The school board meeting will begin at 6:45 p.m. Tuesday at the Rosalie Jones Administration Center, 335 W. Wilson St., Batavia. The hearing on the school district’s 2013 tax levy, payable in 2014, will begin at 7 p.m.
The meeting will be streamed live online on BATV beginning at 6:45 p.m. To accommodate additional attendees who don’t plan to make public comments, a satellite location will be set up at Batavia High School, 1201 Main St.
To drive their point across, Keppel and others have posted 100 “Lower The Levy” yard signs across the city. Batavia School District 101 has proposed a $73 million levy, up from last year’s $66 million extension.
As proposed, the owner of a home valued at about $230,000 would see taxes decrease by about $20 next year.
Assistant Superintendent for Finance Kris Monn has said this year’s levy will need to be large enough to capture all of the equalized assessed value returning to the district’s tax base from the expiration of Aurora’s tax increment financing district No. 2, which includes the Chicago Premium Outlets mall in Aurora and significant industrial properties in the Interstate 88 corridor.

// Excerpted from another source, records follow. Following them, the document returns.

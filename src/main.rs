mod app;
mod auth;
mod config;
mod convert;
mod db;
mod error;
mod extract;
mod state;
mod users;

use crate::state::AppState;

#[tokio::main]
async fn main() -> anyhow::Result<()> {
    dotenvy::dotenv().ok();

    let env_filter = std::env::var("RUST_LOG")
        .unwrap_or_else(|_| "turtleconver_api=debug,axum=info,tower_http=info".to_string());
    let json_logs = std::env::var("LOG_FORMAT")
        .map(|v| v == "json")
        .unwrap_or(false);

    if json_logs {
        tracing_subscriber::fmt()
            .with_env_filter(env_filter)
            .with_target(false)
            .json()
            .init();
    } else {
        tracing_subscriber::fmt().with_env_filter(env_filter).init();
    }

    let state = AppState::init()?;
    let config = state.config.clone();

    // Schema bootstrap and admin seed run in the background so the listener
    // is available even while the database is unreachable.
    let bg = state.clone();
    tokio::spawn(async move {
        if bg.config.skip_db_init {
            tracing::info!("SKIP_DB_INIT set; skipping schema bootstrap");
        } else if let Err(e) = db::init_schema(&bg.db).await {
            tracing::warn!(error = %format!("{e:#}"), "schema bootstrap failed; requests will fail until the database is reachable");
            return;
        }
        match auth::service::ensure_admin_seed(bg.users.as_ref(), &bg.config.admin_seed).await {
            Ok(Some(admin)) => {
                tracing::info!(user_id = admin.id, username = %admin.username, "admin account ready")
            }
            Ok(None) => {}
            Err(e) => tracing::warn!(error = %e, "admin seed failed"),
        }
    });

    let app = app::build_app(state);
    app::serve(app, &config.host, config.port).await
}
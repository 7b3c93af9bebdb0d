use serde::{Deserialize, Serialize};

use crate::users::repo_types::Role;

/// JWT payload: the authenticated identity plus issue/expiry timestamps.
#[derive(Debug, Clone, Serialize, Deserialize)]
pub struct Claims {
    pub sub: i64,         // user id
    pub username: String,
    pub role: Role,
    pub iat: usize,       // issued at (unix timestamp)
    pub exp: usize,       // expires at (unix timestamp)
}
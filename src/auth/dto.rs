use serde::{Deserialize, Serialize};

use crate::users::repo_types::{Role, User};

/// Request body for login.
#[derive(Debug, Deserialize)]
pub struct LoginRequest {
    #[serde(default)]
    pub username: String,
    #[serde(default)]
    pub password: String,
}

/// Identity echoed back to the client; mirrors the token's claim set.
#[derive(Debug, Serialize)]
pub struct SessionUser {
    pub id: i64,
    pub username: String,
    pub role: Role,
}

impl From<&User> for SessionUser {
    fn from(u: &User) -> Self {
        Self {
            id: u.id,
            username: u.username.clone(),
            role: u.role,
        }
    }
}

/// Response returned after a successful login.
#[derive(Debug, Serialize)]
pub struct LoginResponse {
    pub ok: bool,
    pub token: String,
    pub user: SessionUser,
}
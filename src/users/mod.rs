use crate::state::AppState;
use axum::Router;

pub mod dto;
pub mod handlers;
pub mod repo;
pub mod repo_types;
pub mod services;

pub fn router() -> Router<AppState> {
    handlers::user_routes()
}
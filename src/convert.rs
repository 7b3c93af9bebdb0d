use axum::{http::StatusCode, routing::any, Json, Router};
use serde_json::{json, Value};

use crate::state::AppState;

/// Routes the bundled UI calls but the backend never implemented. They are
/// answered explicitly instead of falling through to the 404 handler.
const STUB_ROUTES: &[&str] = &[
    "/pdf/compress",
    "/pdf/merge",
    "/pdf/split",
    "/pdf/rotate",
    "/pdf/sign",
    "/pdf/annotate",
    "/pdf/edit",
    "/pdf/view",
    "/pdf/delete-pages",
    "/pdf/request-signatures",
    "/convert/images-to-pdf",
    "/convert/pdf-to-images",
    "/convert/pdf-to-word",
    "/convert/word-to-pdf",
];

pub fn router() -> Router<AppState> {
    let mut router = Router::new();
    for path in STUB_ROUTES {
        router = router.route(path, any(not_implemented));
    }
    router
}

async fn not_implemented() -> (StatusCode, Json<Value>) {
    (
        StatusCode::NOT_IMPLEMENTED,
        Json(json!({ "ok": false, "message": "not implemented" })),
    )
}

“The projected EAV from these properties is just above $92 million,” Monn said. “Without these properties, our levy request would have been approximately 1.6 percent higher than last year, not the 12.92 percent we are recommending with the TIF properties returned.”
School officials said the addition of the tax revenue from the Aurora TIF No. 2 properties has allowed the school board to begin to restore some of the reductions made over the past four years, especially in the area of class size and instructional support.
Keppel has proposed that the money from TIF No. 2 be distributed back to taxpayers through a decrease in the levy.
“If that money were to be distributed to the tax base, that would result in a drop in property taxes for the average homeowner of a $240,000 house of nearly $400,” Keppel said.